Il QA-PFS era circa due o tre volte più lungo nel braccio di rucaparib rispetto al braccio placebo per la popolazione ITT e tutti gli altri gruppi di analisi, indipendentemente dallo stato di mutazione BRCA. Ciò ha dimostrato che, se ponderati dalle percezioni dei pazienti sul loro benessere, i benefici della PFS per rucaparib sono rimasti.
ANALISI ETICA
Pertanto, sulla base dei dati disponibili, si può affermare che rucaparib presenta un saldo favorevole tra rischi e benefici. Tuttavia, simile giudizio presenta un elemento critico costituito dall’esiguo numero di dati a disposizione, che rende doverosa una sua rivalutazione nel tempo. Non discostandosi da altre forme di intervento terapeutico, la pratica del consenso informato in riferimento a rucaparib è la medesima di qualsiasi altro intervento, in particolare dei farmaci oncologici. Tuttavia, per il grado di incertezza che ad oggi accompagna l’impiego di questa terapia, va da sé che l’informativa da fornire ai pazienti debba essere particolarmente chiara e dettagliata, e la verifica della sua comprensione da parte dei pazienti ad opera dei medici particolarmente scrupolosa. I risultati complessivi del modello di BIA sviluppato per rucaparib mostrano per il setting assistenziale italiano una riduzione dei costi generali di gestione delle pazienti già dal primo anno pari a -€73.907, ed un aumento più significativo di risorse risparmiate negli anni successivi, per un risparmio al terzo anno di analisi di -€4.452.080 e complessivo nel periodo di analisi pari a -€6.405.578. Questi risparmi sono determinati in maniera significativa dai risparmi di risorse associati ai costi di acquisizione dei farmaci ed ai costi relativi alla gestione degli eventi avversi.

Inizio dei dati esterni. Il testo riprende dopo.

//! Mouse/keyboard stand-in for a real hand tracker.
//!
//! The window feeds one [`SimInput`] per frame into a [`SimDriver`]; the
//! driver turns "button held" into start/held/released transitions and
//! publishes a snapshot exactly like an external tracker would. The paint
//! core can't tell the difference.
//!
//! | Input | Meaning |
//! |---|---|
//! | Mouse position | Pinch point and hand position |
//! | Left mouse held | Selected finger is pinching |
//! | `1`–`4` | Select index / middle / ring / pinky |
//! | `Tab` | Switch between hand 0 and hand 1 |
//!
//! Pinching the pinky of hand 0 and letting go clears the painting.

use crate::error::Error;
use crate::tracker::{
    FINGERS, FINGERTIPS, FingerPinch, HandState, HandTracker, LANDMARKS, MAX_HANDS, PinchPhase, Snapshot, SnapshotCell,
};
use crate::types::{Canvas, NormPoint};
use std::sync::Arc;
use std::sync::atomic::{AtomicBool, Ordering};

/// What the window saw this frame.
#[derive(Clone, Copy, Debug, Default, PartialEq)]
pub struct SimInput {
    /// Cursor in canvas pixels, if it is over the window.
    pub cursor: Option<(f32, f32)>,
    pub pinching: bool,
    pub hand: usize,
    pub finger: usize,
}

type Touching = [[bool; FINGERS]; MAX_HANDS];
type Phases = [[Option<PinchPhase>; FINGERS]; MAX_HANDS];

/// Edge detector: per-tick "touching" flags in, pinch transitions out.
/// `Released` is reported for exactly one tick after contact ends.
#[derive(Clone, Debug, Default)]
pub struct PinchEdges {
    was: Touching,
}

impl PinchEdges {
    pub fn step(&mut self, now: Touching) -> Phases {
        let mut out = [[None; FINGERS]; MAX_HANDS];
        for h in 0..MAX_HANDS {
            for f in 0..FINGERS {
                out[h][f] = match (self.was[h][f], now[h][f]) {
                    (false, true) => Some(PinchPhase::Start),
                    (true, true) => Some(PinchPhase::Held),
                    (true, false) => Some(PinchPhase::Released),
                    (false, false) => None,
                };
            }
        }
        self.was = now;
        out
    }

    pub fn reset(&mut self) {
        self.was = Touching::default();
    }
}

/// The tracker half: owned by the lifecycle controller.
pub struct SimTracker {
    cell: SnapshotCell,
    running: Arc<AtomicBool>,
}

/// The input half: owned by the window loop.
pub struct SimDriver {
    cell: SnapshotCell,
    running: Arc<AtomicBool>,
    canvas: Canvas,
    edges: PinchEdges,
    last_at: Option<NormPoint>,
}

impl SimTracker {
    pub fn new(canvas: Canvas) -> (SimTracker, SimDriver) {
        let cell = SnapshotCell::new();
        let running = Arc::new(AtomicBool::new(false));
        let tracker = SimTracker { cell: cell.clone(), running: running.clone() };
        let driver = SimDriver { cell, running, canvas, edges: PinchEdges::default(), last_at: None };
        (tracker, driver)
    }
}

impl HandTracker for SimTracker {
    fn start(&mut self) -> Result<(), Error> {
        self.running.store(true, Ordering::SeqCst);
        Ok(())
    }

    fn stop(&mut self) {
        self.running.store(false, Ordering::SeqCst);
        self.cell.clear();
    }

    fn is_running(&self) -> bool {
        self.running.load(Ordering::SeqCst)
    }

    fn latest(&self) -> Option<Arc<Snapshot>> {
        self.cell.latest()
    }
}

impl SimDriver {
    /// Publish this frame's simulated hand data. Ignored while the tracker is stopped.
    pub fn feed(&mut self, input: &SimInput) {
        if !self.running.load(Ordering::SeqCst) {
            self.edges.reset();
            self.last_at = None;
            return;
        }

        // The screen is mirrored, so undo the flip to get tracker coordinates.
        let at = input.cursor.map(|(x, y)| {
            NormPoint::new(1.0 - x / self.canvas.width, y / self.canvas.height)
        });
        if at.is_some() {
            self.last_at = at;
        }

        let mut touching = Touching::default();
        if input.pinching && at.is_some() && input.hand < MAX_HANDS && input.finger < FINGERS {
            touching[input.hand][input.finger] = true;
        }
        let phases = self.edges.step(touching);

        let hands = (0..MAX_HANDS)
            .map(|h| {
                let mut state = HandState::default();
                for f in 0..FINGERS {
                    state.pinch[f] = phases[h][f].map(|phase| FingerPinch { phase, at: self.last_at });
                }
                if h == input.hand {
                    if let Some(at) = at {
                        state.landmarks = skeleton(at, input.finger);
                    }
                }
                state
            })
            .collect();

        self.cell.publish(Snapshot { hands });
    }
}

/// A flat open hand whose `finger` tip sits on `tip`, in tracker coordinates.
fn skeleton(tip: NormPoint, finger: usize) -> Vec<NormPoint> {
    let mut points = Vec::with_capacity(LANDMARKS);
    points.push(NormPoint::new(0.0, 0.0)); // wrist
    for digit in 0..5 {
        for joint in 1..=4 {
            let j = joint as f32;
            let p = if digit == 0 {
                // thumb fans out sideways
                NormPoint::new(-0.035 - 0.02 * j, -0.02 - 0.025 * j)
            } else {
                let spread = (digit as f32 - 2.5) * 0.02;
                NormPoint::new(spread * (1.0 + 0.3 * j), -0.09 - 0.035 * j)
            };
            points.push(p);
        }
    }

    let anchor = points[FINGERTIPS[finger.min(FINGERS - 1)]];
    points
        .into_iter()
        .map(|p| NormPoint::new(tip.x + p.x - anchor.x, tip.y + p.y - anchor.y))
        .collect()
}

#[cfg(test)]
mod tests {
    use super::*;
    use pretty_assertions::assert_eq;

    fn touching(h: usize, f: usize) -> Touching {
        let mut t = Touching::default();
        t[h][f] = true;
        t
    }

    #[test]
    fn edges_start_held_released() {
        let mut edges = PinchEdges::default();
        assert_eq!(edges.step(touching(0, 1))[0][1], Some(PinchPhase::Start));
        assert_eq!(edges.step(touching(0, 1))[0][1], Some(PinchPhase::Held));
        assert_eq!(edges.step(touching(0, 1))[0][1], Some(PinchPhase::Held));
        assert_eq!(edges.step(Touching::default())[0][1], Some(PinchPhase::Released));
        assert_eq!(edges.step(Touching::default())[0][1], None);
    }

    #[test]
    fn switching_finger_releases_old_one() {
        let mut edges = PinchEdges::default();
        edges.step(touching(0, 0));
        let phases = edges.step(touching(0, 3));
        assert_eq!(phases[0][0], Some(PinchPhase::Released));
        assert_eq!(phases[0][3], Some(PinchPhase::Start));
    }

    #[test]
    fn skeleton_puts_selected_tip_under_cursor() {
        let tip = NormPoint::new(0.4, 0.6);
        for finger in 0..FINGERS {
            let points = skeleton(tip, finger);
            assert_eq!(points.len(), LANDMARKS);
            let p = points[FINGERTIPS[finger]];
            assert!((p.x - tip.x).abs() < 1e-6 && (p.y - tip.y).abs() < 1e-6);
        }
    }

    #[test]
    fn driver_publishes_only_while_running() {
        let (mut tracker, mut driver) = SimTracker::new(Canvas::DEFAULT);
        let input = SimInput { cursor: Some((320.0, 240.0)), pinching: true, hand: 0, finger: 0 };

        driver.feed(&input);
        assert!(tracker.latest().is_none());

        tracker.start().unwrap();
        driver.feed(&input);
        driver.feed(&input);
        let snap = tracker.latest().unwrap();
        assert_eq!(
            snap.pinch(0, 0),
            Some(&FingerPinch { phase: PinchPhase::Held, at: Some(NormPoint::new(0.5, 0.5)) })
        );
        assert_eq!(snap.landmarks(0).len(), LANDMARKS);
        assert!(snap.landmarks(1).is_empty());

        tracker.stop();
        assert!(tracker.latest().is_none());
    }

    #[test]
    fn cursor_is_unmirrored() {
        let (mut tracker, mut driver) = SimTracker::new(Canvas::DEFAULT);
        tracker.start().unwrap();
        driver.feed(&SimInput { cursor: Some((160.0, 120.0)), pinching: true, hand: 1, finger: 2 });

        let snap = tracker.latest().unwrap();
        let at = snap.pinch(1, 2).and_then(|p| p.at).unwrap();
        assert_eq!(at, NormPoint::new(0.75, 0.25));
        assert_eq!(Canvas::DEFAULT.mirror(at).x, 160.0);
    }

    #[test]
    fn release_keeps_last_point_when_cursor_leaves() {
        let (mut tracker, mut driver) = SimTracker::new(Canvas::DEFAULT);
        tracker.start().unwrap();
        driver.feed(&SimInput { cursor: Some((320.0, 240.0)), pinching: true, hand: 0, finger: 3 });
        driver.feed(&SimInput { cursor: None, pinching: false, hand: 0, finger: 3 });

        let snap = tracker.latest().unwrap();
        assert_eq!(
            snap.pinch(0, 3),
            Some(&FingerPinch { phase: PinchPhase::Released, at: Some(NormPoint::new(0.5, 0.5)) })
        );
        assert!(snap.landmarks(0).is_empty());
    }
}
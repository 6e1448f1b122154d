// Core types shared by the camera, the paint core and the rasterizer.

use serde::Deserialize;

#[derive(Clone, Debug, PartialEq)]
pub struct FrameBuffer {
    pub width: usize,      // how wide the frame is on screen (pixels)
    pub height: usize,     // how tall the frame is on screen (pixels)
    pub pixels: Vec<u32>,  // each entry is 0x00RRGGBB for minifb
}

impl FrameBuffer {
    /// A frame of the given size with every pixel set to `color`.
    pub fn filled(width: usize, height: usize, color: Rgb) -> Self {
        Self { width, height, pixels: vec![color.to_u32(); width * height] }
    }

    /// Pixel at (x,y), or None when outside the frame.
    pub fn get(&self, x: usize, y: usize) -> Option<u32> {
        if x >= self.width || y >= self.height {
            return None;
        }
        Some(self.pixels[y * self.width + x])
    }
}

/// 8-bit RGB color.
#[derive(Clone, Copy, Debug, PartialEq, Eq)]
pub struct Rgb {
    pub r: u8,
    pub g: u8,
    pub b: u8,
}

impl Rgb {
    pub const BLACK: Rgb = Rgb::new(0, 0, 0);
    pub const WHITE: Rgb = Rgb::new(255, 255, 255);

    pub const fn new(r: u8, g: u8, b: u8) -> Self {
        Self { r, g, b }
    }

    /// Pack as 0x00RRGGBB.
    pub const fn to_u32(self) -> u32 {
        ((self.r as u32) << 16) | ((self.g as u32) << 8) | self.b as u32
    }

    pub const fn from_u32(px: u32) -> Self {
        Self::new(((px >> 16) & 0xFF) as u8, ((px >> 8) & 0xFF) as u8, (px & 0xFF) as u8)
    }
}

/// A position as a fraction of frame width/height, in tracker (camera) space.
#[derive(Clone, Copy, Debug, PartialEq, Deserialize)]
pub struct NormPoint {
    pub x: f32,
    pub y: f32,
}

impl NormPoint {
    pub const fn new(x: f32, y: f32) -> Self {
        Self { x, y }
    }
}

/// A position in canvas pixels (already mirrored).
#[derive(Clone, Copy, Debug, PartialEq)]
pub struct Point {
    pub x: f32,
    pub y: f32,
}

/// Size of the drawing surface in pixels.
#[derive(Clone, Copy, Debug, PartialEq)]
pub struct Canvas {
    pub width: f32,
    pub height: f32,
}

impl Canvas {
    pub const DEFAULT: Canvas = Canvas { width: 640.0, height: 480.0 };

    /// Map a normalized tracker position onto the canvas, flipped horizontally
    /// so the picture behaves like a mirror.
    pub fn mirror(&self, p: NormPoint) -> Point {
        Point {
            x: self.width - p.x * self.width,
            y: p.y * self.height,
        }
    }
}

Pertanto, sulla base dei dati disponibili, si può affermare che rucaparib sia in linea con i criteri di un’equa allocazione delle risorse. Tuttavia, simile giudizio presenta un elemento critico costituito anche in questo caso dall’esiguo numero di analisi economiche a disposizione, che rende doverosa una sua rivalutazione nel tempo.